[Exercise data — start]

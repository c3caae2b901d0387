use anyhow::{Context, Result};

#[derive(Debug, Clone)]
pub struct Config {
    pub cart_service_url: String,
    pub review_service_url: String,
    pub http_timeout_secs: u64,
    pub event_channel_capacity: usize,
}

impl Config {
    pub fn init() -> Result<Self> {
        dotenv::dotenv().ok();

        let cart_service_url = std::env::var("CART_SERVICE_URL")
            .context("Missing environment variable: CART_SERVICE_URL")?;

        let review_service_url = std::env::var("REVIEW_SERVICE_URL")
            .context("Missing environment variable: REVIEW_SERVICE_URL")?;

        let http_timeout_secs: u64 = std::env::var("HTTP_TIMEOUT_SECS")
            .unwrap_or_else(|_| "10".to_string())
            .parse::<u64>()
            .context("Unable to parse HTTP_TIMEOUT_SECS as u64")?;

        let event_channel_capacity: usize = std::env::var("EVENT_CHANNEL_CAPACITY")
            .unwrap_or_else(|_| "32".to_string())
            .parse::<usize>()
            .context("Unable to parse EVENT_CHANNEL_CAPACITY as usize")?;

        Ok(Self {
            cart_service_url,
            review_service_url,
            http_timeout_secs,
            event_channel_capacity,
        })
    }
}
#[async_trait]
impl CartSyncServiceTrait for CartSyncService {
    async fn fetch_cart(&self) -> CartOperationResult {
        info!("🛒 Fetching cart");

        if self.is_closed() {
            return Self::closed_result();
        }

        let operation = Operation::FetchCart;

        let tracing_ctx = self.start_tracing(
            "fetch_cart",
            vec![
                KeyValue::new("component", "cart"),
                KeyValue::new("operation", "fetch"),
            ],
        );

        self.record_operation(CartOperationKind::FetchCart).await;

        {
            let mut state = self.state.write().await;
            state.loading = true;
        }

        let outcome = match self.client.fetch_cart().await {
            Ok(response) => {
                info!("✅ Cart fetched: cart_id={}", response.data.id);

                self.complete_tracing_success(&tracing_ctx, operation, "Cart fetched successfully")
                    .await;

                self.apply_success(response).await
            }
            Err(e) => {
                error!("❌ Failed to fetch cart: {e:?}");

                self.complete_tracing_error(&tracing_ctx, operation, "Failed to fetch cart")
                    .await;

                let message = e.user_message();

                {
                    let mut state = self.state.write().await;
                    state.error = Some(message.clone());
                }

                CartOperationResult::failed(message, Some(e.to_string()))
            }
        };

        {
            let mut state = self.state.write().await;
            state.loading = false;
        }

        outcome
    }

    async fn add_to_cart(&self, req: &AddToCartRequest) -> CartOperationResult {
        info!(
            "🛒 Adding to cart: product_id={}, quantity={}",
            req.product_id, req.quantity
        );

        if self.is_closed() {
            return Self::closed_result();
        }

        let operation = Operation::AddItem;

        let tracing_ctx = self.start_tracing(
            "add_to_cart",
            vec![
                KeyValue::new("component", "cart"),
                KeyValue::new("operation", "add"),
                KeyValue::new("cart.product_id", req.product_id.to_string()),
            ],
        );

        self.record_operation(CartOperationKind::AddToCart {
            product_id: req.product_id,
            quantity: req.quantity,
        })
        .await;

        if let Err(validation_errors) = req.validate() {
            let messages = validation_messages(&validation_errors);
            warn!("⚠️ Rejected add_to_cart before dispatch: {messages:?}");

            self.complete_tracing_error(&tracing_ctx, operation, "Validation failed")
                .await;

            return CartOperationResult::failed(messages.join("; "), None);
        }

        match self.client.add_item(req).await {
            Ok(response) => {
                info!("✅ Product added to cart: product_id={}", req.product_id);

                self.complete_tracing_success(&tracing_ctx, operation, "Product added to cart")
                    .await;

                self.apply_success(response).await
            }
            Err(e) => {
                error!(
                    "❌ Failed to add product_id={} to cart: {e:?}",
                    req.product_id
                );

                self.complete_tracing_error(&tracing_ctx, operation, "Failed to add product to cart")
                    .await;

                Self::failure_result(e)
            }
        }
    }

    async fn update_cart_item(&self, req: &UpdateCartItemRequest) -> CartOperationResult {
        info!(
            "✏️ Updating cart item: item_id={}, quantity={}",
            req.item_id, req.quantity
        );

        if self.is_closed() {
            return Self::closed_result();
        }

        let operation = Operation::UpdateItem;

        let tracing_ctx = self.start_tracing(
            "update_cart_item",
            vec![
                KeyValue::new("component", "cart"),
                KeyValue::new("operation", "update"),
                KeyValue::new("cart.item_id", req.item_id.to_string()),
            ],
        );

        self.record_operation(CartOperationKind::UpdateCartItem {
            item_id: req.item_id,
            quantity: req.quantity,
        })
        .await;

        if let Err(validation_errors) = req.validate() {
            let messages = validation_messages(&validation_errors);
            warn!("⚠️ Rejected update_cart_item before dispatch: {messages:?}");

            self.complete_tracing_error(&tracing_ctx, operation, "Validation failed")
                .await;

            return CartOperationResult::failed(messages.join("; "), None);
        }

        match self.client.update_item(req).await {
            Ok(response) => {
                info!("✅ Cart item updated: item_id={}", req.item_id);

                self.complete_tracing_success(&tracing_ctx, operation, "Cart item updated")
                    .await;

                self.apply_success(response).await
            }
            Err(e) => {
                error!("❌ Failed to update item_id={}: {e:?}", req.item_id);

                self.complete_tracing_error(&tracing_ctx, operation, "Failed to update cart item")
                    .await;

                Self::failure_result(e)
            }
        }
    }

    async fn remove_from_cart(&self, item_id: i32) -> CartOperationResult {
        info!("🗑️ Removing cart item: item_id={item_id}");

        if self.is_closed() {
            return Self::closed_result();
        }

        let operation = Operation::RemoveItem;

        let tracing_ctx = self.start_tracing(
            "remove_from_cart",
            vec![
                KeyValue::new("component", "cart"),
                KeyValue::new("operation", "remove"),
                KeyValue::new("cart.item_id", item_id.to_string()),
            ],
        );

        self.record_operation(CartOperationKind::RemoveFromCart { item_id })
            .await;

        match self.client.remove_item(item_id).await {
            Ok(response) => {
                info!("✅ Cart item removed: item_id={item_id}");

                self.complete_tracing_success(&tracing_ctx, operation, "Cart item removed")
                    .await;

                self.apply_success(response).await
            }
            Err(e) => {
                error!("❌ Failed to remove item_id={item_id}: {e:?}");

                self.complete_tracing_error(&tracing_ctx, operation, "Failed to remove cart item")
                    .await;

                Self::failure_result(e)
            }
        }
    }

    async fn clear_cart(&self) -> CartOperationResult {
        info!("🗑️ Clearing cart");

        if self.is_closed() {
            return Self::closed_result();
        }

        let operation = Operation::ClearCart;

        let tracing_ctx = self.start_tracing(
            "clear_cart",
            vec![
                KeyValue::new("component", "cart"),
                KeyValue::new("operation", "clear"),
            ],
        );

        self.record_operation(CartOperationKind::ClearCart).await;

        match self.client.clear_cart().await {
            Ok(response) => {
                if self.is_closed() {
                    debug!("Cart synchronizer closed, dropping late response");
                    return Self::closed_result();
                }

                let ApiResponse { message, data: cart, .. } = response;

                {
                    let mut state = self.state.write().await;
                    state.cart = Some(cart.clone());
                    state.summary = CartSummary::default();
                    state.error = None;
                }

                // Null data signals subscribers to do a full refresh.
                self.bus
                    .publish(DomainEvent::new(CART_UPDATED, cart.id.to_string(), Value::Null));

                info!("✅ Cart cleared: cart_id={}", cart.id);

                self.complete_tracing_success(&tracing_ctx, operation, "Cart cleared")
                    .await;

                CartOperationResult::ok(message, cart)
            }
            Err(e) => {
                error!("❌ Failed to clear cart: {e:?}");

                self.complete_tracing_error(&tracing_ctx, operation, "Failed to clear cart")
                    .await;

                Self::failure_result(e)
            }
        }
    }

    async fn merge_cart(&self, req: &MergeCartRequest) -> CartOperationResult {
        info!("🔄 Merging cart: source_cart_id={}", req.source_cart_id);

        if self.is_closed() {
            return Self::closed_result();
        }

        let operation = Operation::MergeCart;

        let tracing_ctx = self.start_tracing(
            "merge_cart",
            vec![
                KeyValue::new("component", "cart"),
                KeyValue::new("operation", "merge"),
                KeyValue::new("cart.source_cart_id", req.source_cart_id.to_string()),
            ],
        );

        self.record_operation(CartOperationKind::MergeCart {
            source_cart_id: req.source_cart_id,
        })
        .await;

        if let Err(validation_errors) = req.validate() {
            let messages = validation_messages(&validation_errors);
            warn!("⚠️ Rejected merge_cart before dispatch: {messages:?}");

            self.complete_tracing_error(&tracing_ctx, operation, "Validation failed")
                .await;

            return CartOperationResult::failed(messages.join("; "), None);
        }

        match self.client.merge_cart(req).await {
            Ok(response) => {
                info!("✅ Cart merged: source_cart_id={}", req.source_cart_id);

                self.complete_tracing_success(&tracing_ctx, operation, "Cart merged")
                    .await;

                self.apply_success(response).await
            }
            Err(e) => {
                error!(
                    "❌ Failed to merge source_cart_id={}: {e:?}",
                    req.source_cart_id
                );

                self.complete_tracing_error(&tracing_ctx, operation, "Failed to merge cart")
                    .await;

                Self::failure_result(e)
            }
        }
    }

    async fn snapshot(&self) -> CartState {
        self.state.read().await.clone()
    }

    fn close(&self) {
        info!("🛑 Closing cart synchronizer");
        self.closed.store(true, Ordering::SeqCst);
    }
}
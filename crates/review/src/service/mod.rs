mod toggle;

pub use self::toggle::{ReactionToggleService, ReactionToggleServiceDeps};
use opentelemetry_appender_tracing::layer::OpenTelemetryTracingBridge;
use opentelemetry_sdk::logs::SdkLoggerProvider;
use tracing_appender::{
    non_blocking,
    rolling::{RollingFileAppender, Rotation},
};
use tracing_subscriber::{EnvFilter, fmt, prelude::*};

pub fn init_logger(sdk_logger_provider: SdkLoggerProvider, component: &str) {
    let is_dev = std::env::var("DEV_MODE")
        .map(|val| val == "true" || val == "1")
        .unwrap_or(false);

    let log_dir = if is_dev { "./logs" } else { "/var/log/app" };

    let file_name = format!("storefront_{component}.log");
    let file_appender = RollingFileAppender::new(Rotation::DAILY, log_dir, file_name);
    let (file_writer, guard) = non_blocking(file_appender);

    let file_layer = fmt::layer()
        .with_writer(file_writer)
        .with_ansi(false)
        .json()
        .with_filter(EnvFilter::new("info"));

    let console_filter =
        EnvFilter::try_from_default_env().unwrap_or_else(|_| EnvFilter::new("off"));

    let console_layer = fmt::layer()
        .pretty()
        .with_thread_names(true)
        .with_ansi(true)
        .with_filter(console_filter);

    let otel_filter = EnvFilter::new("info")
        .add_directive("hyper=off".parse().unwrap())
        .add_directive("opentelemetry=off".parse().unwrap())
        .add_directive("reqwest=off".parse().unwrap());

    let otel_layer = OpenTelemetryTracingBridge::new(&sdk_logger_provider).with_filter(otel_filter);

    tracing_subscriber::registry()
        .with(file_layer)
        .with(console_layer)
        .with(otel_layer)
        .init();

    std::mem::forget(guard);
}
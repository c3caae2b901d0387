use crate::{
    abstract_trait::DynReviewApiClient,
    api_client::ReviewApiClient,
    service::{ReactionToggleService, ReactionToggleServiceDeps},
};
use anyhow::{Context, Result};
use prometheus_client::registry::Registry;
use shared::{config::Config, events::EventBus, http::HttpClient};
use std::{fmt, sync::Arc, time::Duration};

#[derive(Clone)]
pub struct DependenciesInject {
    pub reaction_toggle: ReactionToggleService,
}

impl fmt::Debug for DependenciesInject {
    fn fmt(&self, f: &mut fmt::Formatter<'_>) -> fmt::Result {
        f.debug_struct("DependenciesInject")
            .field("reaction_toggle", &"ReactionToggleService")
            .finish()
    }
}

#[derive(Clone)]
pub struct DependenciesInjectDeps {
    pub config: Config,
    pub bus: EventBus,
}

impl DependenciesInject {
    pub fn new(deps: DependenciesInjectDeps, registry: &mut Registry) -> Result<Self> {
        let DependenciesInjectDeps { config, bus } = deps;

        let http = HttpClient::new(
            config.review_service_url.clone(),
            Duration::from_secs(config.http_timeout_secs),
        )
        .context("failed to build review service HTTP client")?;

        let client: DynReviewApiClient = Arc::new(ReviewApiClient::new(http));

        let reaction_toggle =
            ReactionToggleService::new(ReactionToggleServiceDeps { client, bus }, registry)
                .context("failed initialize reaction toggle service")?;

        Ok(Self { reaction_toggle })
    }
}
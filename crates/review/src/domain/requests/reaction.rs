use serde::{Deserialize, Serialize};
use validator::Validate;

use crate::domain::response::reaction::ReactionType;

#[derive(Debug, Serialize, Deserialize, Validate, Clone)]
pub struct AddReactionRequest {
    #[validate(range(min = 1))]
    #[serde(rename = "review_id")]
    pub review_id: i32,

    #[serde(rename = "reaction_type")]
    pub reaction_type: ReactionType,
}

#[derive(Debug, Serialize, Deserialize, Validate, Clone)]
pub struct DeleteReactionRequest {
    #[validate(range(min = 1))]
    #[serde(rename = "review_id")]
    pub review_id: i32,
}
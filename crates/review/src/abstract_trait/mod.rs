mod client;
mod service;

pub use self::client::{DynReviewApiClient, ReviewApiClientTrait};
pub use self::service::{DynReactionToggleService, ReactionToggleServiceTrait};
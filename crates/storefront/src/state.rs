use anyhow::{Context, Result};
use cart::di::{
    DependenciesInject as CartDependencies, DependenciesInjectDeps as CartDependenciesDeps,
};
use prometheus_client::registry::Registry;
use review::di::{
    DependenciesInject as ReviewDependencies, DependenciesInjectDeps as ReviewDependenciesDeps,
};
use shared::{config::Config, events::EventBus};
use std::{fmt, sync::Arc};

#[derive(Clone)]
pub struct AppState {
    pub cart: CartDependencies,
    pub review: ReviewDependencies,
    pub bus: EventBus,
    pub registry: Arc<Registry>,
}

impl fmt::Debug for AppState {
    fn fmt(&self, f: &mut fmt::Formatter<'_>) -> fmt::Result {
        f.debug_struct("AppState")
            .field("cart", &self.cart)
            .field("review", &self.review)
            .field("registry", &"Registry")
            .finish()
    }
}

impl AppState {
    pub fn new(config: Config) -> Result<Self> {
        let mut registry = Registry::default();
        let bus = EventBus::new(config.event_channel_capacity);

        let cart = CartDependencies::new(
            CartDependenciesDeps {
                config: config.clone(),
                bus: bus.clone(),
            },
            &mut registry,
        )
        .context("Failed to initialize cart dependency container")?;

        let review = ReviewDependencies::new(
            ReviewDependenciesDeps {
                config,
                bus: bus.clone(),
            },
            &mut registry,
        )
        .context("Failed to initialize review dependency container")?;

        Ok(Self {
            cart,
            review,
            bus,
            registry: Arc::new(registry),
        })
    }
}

[Exercise data — finish]

Exercise requirements:
For each line above that holds the string "Missing", provide a copy of that line.

Answer to this problem:
            .context("Missing environment variable: CART_SERVICE_URL")?;
            .context("Missing environment variable: REVIEW_SERVICE_URL")?;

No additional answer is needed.